Experts stress jackfruit processing to maintain value

813

RAJSHAHI, Dec 26, 2020 (BSS) – Agriculture experts and researchers have underscored the need for jackfruit processing after the best uses of modern technologies to maintain its value and protect from being wastages.

They came up with the importance while sharing their expertise in a webinar titled “Jackfruit Postharvest Loss Reduction and Marketing Strategy –Ways to Move Forward” recently.

Postharvest Technology Division (PHTD) of Bangladesh Agricultural Research Institute (BARI) hosted the virtual workshop under the Postharvest Management, Processing and Marketing of Jackfruits project with financial support of Krishi Gobeshona Foundation (KGF).

Jackfruit experts Dr Golam Ferdous Chowdhury and Tareq Rafi Bhuiyan illustrated various value addition aspects of the fruit during presentation of two keynote papers on ‘Product Development Technologies of Jackfruit’ and ‘Value Chain Development and Marketing Strategy of Jackfruit’ respectively.

Executive Chairman of Bangladesh Agriculture Research Council Dr Shaikh Mohammad Bokhtiar addressed the meeting as chief guest.

BARI Director General Dr Nazirul Islam and KGF Executive Director Dr Jiban Krishna Biswas spoke as special guests with Coordinator of the project Dr Miaruddin in the chair.

Professor Shahjahan from German University of Bangladesh moderated the discussion.

Dr Bokhtiar said a jackfruit can weigh between 5 and 30 kilograms and contain hundreds of seeds that are rich in protein, potassium, calcium, and iron — all of which are important for growth.

“It’s a miracle.
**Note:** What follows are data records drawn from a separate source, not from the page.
use super::account;
use crate::indexer::transformations::messages::ChainMsg;
use crate::models::errors::MapperError;
use crate::models::logs::LogFormat;
use crate::models::transactions::SubsetEvent;

pub fn unjail_to_sub(msg: &ChainMsg, _logf: &LogFormat) -> Result<SubsetEvent, MapperError> {
    let ChainMsg::SlashingUnjail(unjail) = msg else {
        return Err(MapperError::UnexpectedMessage { expected: "unjail" });
    };

    Ok(SubsetEvent::new("unjail", "slashing")
        .with_node("validator", account("validator_addr", &unjail.validator_addr)?))
}
use num_bigint::BigInt;
use once_cell::sync::Lazy;
use regex::Regex;
use std::str::FromStr;

use crate::models::errors::AmountError;
use crate::models::proto::Coin;
use crate::models::transactions::TransactionAmount;

/// Fixed point precision of `sdk.Dec` values serialized without a decimal point.
pub const DEC_PRECISION: i32 = 18;

static CURRENCY_REGEX: Lazy<Regex> =
    Lazy::new(|| Regex::new(r"([0-9\.,\-\s]+)([^0-9\s]+)$").expect("currency regex is valid"));

/// Parses a log amount such as `"12345.67ukava"` or `"100.5"`.
pub fn parse_amount(input: &str) -> Result<TransactionAmount, AmountError> {
    let trimmed = input.trim();
    if trimmed.is_empty() {
        return Err(AmountError::Empty);
    }

    let (currency, numeric_part) = match CURRENCY_REGEX.captures(trimmed) {
        Some(caps) => match (caps.get(1), caps.get(2)) {
            (Some(number), Some(currency)) => (currency.as_str(), number.as_str()),
            _ => ("", trimmed),
        },
        None => ("", trimmed),
    };

    let (numeric, exp) = parse_numeric(numeric_part)?;
    Ok(TransactionAmount::new(currency, trimmed, numeric, exp))
}

/// Converts a decimal string into `(mantissa, exponent)` without a float intermediate.
pub fn parse_numeric(input: &str) -> Result<(BigInt, i32), AmountError> {
    let normalized = input.trim().replace(',', ".");
    if normalized.is_empty() {
        return Err(AmountError::Empty);
    }

    let parts: Vec<&str> = normalized.split('.').collect();
    let (digits, exp) = match parts.as_slice() {
        [whole] => (whole.to_string(), 0),
        [whole, fraction] => (format!("{whole}{fraction}"), fraction.len()),
        _ => {
            return Err(AmountError::TooManySeparators {
                input: input.to_string(),
            });
        }
    };

    let unsigned = digits.strip_prefix('-').unwrap_or(&digits);
    if unsigned.is_empty() || !unsigned.bytes().all(|b| b.is_ascii_digit()) {
        return Err(AmountError::NotNumeric {
            input: input.to_string(),
        });
    }

    let exp = i32::try_from(exp).map_err(|_| AmountError::NotNumeric {
        input: input.to_string(),
    })?;
    let numeric = BigInt::from_str(&digits).map_err(|_| AmountError::NotNumeric {
        input: input.to_string(),
    })?;
    Ok((numeric, exp))
}

/// Splits a coin list like `"100ukava,20hard"` into single coins.
///
/// A comma separates coins once the current coin has a denomination, so
/// `"12,5ukava"` stays a single amount with a comma decimal separator while
/// `"5ibc/AB12,20hard"` splits after the digit-terminated denom.
pub fn split_coins(input: &str) -> Vec<&str> {
    let mut coins = Vec::new();
    let mut start = 0;
    let mut has_denom = false;

    for (i, c) in input.char_indices() {
        if c == ',' && has_denom {
            coins.push(&input[start..i]);
            start = i + 1;
            has_denom = false;
            continue;
        }
        if !is_numeric_char(c) {
            has_denom = true;
        }
    }
    coins.push(&input[start..]);

    coins
        .into_iter()
        .map(str::trim)
        .filter(|coin| !coin.is_empty())
        .collect()
}

fn is_numeric_char(c: char) -> bool {
    c.is_ascii_digit() || matches!(c, '.' | ',' | '-') || c.is_whitespace()
}

/// Structured coin from a decoded message; the amount is an integer string.
pub fn coin_amount(coin: &Coin) -> Result<TransactionAmount, AmountError> {
    let numeric = BigInt::from_str(coin.amount.trim()).map_err(|_| AmountError::NotNumeric {
        input: coin.amount.clone(),
    })?;
    Ok(TransactionAmount::new(&coin.denom, &coin.amount, numeric, 0))
}

/// `sdk.Dec` values travel as integers scaled by 10^18 in binary messages.
pub fn dec_amount(value: &str) -> Result<TransactionAmount, AmountError> {
    let value = value.trim();
    if value.contains('.') {
        let (numeric, exp) = parse_numeric(value)?;
        return Ok(TransactionAmount::new("", value, numeric, exp));
    }

    let numeric = BigInt::from_str(value).map_err(|_| AmountError::NotNumeric {
        input: value.to_string(),
    })?;
    let text = format_scaled(&numeric, DEC_PRECISION);
    Ok(TransactionAmount::new("", text, numeric, DEC_PRECISION))
}

/// Renders `numeric × 10^-exp` as a plain decimal string.
pub fn format_scaled(numeric: &BigInt, exp: i32) -> String {
    let raw = numeric.magnitude().to_string();
    let sign = if numeric.sign() == num_bigint::Sign::Minus {
        "-"
    } else {
        ""
    };
    if exp <= 0 {
        return format!("{sign}{raw}");
    }

    let exp = exp as usize;
    let padded = if raw.len() <= exp {
        format!("{}{raw}", "0".repeat(exp - raw.len() + 1))
    } else {
        raw
    };
    let (whole, fraction) = padded.split_at(padded.len() - exp);
    format!("{sign}{whole}.{fraction}")
}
It can provide so many nutrients and calories – everything,” he added.

Anyone might be surprised to know that jackfruit – the national fruit of Bangladesh – is a fruit in high demand all over the world, he also said.

Reportedly, up to 50 percent of jackfruits grown in Bangladesh valued at around Taka 500 crore have been wastage because the fruit is rotten if it’s not eaten or preserved within a few weeks, Bokhtiar said.

So, proper collection, management, processing technology and conservation is very important for substantial and sustainable reduction of the yearly losses, he continued.

The fruit itself is a good source of Vitamin C, while the seeds are rich in protein, potassium, calcium, and iron as about one-fifth of a pound of the fruit has approximately 95 calories, he went on saying.

In his remarks, Dr Nazirul Islam said Jackfruit contains high-powered antioxidants that protect the human body from harmful cancer.

PHTD has been implementing the project with the main thrust of reducing the loss through enhancing jackfruit production, postharvest management, processing and marketing.

To this end, farmers’ groups and small entrepreneurs have been formed and the groups are working to reduce loss of jackfruit by supplying it and manufacturing and marketing various types of jackfruit products.

Dr Islam said the government has initiated a move to engage the private sector in processing chips, a meat substitute, to add maximum value to the national fruit.

Nowadays, boiled and processed jackfruits and soya foods are becoming popular as alternatives to red meat in the US, Canada and the EU, he added.

Need-based training is being arranged to motivate in making various food items of jackfruit like chips, vegetable meat, fresh-cut, dried product, jam and pickle.

Besides, various steps are being taken to popularize jackfruit through various promotional activities under the three-year project being implemented in eight districts.

Around 10.36 lakh tonnes of jackfruit are produced in Bangladesh every year and of which 1.26 lakh tonnes are produced in Rajshahi division.